== Segment start ==
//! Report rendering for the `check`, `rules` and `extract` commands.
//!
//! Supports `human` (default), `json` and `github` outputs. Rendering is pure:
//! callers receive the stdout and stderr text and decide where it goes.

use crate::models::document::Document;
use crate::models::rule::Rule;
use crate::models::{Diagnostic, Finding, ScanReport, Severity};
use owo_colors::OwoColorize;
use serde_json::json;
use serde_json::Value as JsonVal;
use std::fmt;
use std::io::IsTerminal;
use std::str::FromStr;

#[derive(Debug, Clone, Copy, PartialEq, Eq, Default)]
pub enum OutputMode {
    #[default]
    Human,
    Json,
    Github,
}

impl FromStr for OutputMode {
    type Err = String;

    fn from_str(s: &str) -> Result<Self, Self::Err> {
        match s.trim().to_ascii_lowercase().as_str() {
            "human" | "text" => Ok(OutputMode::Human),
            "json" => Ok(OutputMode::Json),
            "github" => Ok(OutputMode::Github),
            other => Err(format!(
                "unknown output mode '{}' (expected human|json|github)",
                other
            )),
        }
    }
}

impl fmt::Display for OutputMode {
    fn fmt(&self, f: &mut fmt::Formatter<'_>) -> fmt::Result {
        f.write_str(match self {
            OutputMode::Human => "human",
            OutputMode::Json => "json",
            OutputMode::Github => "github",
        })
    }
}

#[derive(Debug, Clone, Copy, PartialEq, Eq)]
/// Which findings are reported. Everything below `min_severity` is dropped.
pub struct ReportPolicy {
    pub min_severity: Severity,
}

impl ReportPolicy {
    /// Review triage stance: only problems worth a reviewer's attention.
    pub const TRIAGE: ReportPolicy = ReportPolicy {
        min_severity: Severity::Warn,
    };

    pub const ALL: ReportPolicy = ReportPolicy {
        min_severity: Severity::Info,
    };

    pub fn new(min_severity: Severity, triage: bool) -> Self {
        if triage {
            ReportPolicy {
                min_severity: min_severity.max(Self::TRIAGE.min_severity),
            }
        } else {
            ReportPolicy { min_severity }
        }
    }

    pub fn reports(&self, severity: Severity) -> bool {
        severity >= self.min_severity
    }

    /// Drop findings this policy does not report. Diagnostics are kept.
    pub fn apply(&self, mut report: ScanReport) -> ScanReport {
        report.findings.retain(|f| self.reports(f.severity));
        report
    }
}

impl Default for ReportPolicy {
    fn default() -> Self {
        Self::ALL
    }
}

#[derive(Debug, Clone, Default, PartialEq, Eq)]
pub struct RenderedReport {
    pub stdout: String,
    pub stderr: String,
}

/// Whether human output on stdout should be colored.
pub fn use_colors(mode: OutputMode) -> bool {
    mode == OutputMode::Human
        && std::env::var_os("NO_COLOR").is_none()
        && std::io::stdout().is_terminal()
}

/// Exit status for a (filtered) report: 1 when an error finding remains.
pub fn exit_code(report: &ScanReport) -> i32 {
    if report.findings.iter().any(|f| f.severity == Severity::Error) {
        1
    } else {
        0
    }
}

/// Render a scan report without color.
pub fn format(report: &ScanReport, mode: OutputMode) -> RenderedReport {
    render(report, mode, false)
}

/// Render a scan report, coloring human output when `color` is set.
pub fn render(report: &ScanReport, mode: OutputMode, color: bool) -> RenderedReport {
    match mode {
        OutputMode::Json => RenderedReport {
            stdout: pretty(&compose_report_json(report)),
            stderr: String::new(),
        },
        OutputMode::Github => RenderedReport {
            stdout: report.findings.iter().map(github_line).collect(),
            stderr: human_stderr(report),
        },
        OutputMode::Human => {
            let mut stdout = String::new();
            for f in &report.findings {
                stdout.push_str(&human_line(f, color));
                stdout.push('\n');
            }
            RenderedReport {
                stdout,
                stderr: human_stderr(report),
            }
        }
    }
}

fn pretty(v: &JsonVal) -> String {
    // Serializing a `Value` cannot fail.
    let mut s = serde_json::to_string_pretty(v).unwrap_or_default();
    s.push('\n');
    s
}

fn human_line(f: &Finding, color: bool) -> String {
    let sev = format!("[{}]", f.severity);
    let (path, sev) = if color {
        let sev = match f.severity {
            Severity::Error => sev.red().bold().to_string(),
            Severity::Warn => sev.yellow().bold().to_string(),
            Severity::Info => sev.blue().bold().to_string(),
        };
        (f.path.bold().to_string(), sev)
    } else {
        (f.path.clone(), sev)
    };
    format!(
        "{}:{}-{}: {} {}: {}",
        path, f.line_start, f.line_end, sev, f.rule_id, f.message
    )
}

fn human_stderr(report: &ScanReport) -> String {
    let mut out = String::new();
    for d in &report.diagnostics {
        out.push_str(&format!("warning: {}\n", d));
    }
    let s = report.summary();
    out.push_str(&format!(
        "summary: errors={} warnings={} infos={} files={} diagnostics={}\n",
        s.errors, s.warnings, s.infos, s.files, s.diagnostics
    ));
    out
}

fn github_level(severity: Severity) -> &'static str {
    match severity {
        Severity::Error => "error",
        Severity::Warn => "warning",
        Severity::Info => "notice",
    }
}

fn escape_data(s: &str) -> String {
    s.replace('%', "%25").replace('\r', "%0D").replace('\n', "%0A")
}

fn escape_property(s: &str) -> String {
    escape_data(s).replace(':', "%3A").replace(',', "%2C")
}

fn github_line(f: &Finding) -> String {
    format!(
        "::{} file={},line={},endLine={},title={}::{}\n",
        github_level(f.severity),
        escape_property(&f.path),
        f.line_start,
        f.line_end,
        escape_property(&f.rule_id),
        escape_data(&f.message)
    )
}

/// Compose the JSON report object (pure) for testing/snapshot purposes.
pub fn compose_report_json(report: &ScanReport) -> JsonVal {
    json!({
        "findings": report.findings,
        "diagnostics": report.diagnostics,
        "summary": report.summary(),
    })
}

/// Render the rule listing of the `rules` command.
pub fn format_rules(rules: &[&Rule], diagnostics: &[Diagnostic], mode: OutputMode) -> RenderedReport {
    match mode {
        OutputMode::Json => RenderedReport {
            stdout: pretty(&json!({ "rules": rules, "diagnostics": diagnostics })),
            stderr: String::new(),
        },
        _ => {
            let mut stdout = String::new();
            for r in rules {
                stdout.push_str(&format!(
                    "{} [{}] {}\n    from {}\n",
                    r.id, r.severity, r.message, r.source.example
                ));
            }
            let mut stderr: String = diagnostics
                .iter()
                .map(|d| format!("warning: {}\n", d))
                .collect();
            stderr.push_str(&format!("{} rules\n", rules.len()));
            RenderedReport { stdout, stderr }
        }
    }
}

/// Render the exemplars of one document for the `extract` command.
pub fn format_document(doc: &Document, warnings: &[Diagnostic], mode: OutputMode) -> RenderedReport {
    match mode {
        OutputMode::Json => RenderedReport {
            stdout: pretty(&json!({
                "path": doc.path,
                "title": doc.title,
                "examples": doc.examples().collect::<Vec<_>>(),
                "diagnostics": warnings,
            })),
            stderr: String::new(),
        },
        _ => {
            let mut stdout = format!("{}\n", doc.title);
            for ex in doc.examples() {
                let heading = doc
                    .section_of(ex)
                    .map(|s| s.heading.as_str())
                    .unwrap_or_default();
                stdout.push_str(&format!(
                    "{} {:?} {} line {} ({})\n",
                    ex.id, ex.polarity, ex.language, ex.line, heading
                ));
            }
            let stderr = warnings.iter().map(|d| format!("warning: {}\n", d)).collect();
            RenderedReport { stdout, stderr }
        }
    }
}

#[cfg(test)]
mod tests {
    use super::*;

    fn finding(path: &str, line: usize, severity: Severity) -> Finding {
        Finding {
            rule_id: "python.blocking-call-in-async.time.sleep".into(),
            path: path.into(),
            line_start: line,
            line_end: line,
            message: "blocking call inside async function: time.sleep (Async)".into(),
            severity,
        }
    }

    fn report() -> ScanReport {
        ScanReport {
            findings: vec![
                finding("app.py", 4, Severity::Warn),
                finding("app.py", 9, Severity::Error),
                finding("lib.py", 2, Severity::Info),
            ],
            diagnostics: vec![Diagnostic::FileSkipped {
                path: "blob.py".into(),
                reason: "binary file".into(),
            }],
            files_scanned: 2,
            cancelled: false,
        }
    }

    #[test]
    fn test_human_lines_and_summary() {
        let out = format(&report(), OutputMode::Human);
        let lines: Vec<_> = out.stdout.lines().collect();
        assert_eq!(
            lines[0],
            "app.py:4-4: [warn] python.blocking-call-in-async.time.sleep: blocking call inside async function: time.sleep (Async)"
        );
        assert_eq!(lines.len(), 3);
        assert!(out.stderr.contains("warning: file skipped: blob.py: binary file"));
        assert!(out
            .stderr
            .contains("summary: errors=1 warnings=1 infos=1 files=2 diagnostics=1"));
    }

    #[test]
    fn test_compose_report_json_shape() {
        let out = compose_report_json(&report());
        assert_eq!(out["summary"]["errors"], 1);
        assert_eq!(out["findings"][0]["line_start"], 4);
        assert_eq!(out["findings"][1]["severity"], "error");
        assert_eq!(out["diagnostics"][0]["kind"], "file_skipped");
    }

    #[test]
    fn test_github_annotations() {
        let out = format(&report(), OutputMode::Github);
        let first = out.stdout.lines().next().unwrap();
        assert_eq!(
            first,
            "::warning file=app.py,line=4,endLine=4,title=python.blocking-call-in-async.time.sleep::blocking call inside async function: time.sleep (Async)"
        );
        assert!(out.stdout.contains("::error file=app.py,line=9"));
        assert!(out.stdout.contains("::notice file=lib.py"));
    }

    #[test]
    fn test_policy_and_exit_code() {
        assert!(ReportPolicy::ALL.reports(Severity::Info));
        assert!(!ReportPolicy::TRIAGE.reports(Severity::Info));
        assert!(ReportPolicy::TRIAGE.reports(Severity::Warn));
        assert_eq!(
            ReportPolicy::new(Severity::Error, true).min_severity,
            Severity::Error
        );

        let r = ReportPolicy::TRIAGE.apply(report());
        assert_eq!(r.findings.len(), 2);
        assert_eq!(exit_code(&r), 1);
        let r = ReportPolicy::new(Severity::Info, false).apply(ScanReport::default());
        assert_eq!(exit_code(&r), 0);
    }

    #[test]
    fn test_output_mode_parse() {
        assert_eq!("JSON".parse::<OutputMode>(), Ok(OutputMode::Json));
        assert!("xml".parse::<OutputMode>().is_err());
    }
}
== Segment end ==
**Required work**
Stop at the line containing "#[derive(Debug, Clone, Copy, PartialEq, Eq, Default)]". Please print exactly every line before it from the start of the records, plus that line itself, and nothing else.

**Output for this task**
//! Report rendering for the `check`, `rules` and `extract` commands.
//!
//! Supports `human` (default), `json` and `github` outputs. Rendering is pure:
//! callers receive the stdout and stderr text and decide where it goes.

use crate::models::document::Document;
use crate::models::rule::Rule;
use crate::models::{Diagnostic, Finding, ScanReport, Severity};
use owo_colors::OwoColorize;
use serde_json::json;
use serde_json::Value as JsonVal;
use std::fmt;
use std::io::IsTerminal;
use std::str::FromStr;

#[derive(Debug, Clone, Copy, PartialEq, Eq, Default)]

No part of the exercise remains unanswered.